**What you have to do:**
Lines in the data below that contain the word "match" are to be copied.

**Saved data entries:**
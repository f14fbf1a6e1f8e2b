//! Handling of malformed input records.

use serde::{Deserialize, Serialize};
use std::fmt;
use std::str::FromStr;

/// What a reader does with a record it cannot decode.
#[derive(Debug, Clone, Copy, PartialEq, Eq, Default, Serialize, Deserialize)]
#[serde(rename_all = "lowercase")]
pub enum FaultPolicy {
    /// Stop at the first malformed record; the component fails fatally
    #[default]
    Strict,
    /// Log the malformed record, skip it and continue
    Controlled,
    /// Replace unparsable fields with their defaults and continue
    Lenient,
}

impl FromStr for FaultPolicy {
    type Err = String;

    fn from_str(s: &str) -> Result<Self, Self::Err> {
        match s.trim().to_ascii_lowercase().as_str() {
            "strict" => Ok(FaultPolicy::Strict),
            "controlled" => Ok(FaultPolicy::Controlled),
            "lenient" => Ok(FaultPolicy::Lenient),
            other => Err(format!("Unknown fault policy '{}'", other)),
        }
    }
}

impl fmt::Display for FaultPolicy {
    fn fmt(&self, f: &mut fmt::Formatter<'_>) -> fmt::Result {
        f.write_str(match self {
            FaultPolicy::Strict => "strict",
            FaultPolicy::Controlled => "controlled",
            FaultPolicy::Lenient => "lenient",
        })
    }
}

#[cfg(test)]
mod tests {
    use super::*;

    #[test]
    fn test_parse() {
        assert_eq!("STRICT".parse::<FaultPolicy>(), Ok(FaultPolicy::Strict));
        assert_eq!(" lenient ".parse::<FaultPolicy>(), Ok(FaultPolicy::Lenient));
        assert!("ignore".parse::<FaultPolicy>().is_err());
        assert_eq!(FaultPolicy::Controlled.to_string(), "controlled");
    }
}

**Response to this task:**
        match s.trim().to_ascii_lowercase().as_str() {
        f.write_str(match self {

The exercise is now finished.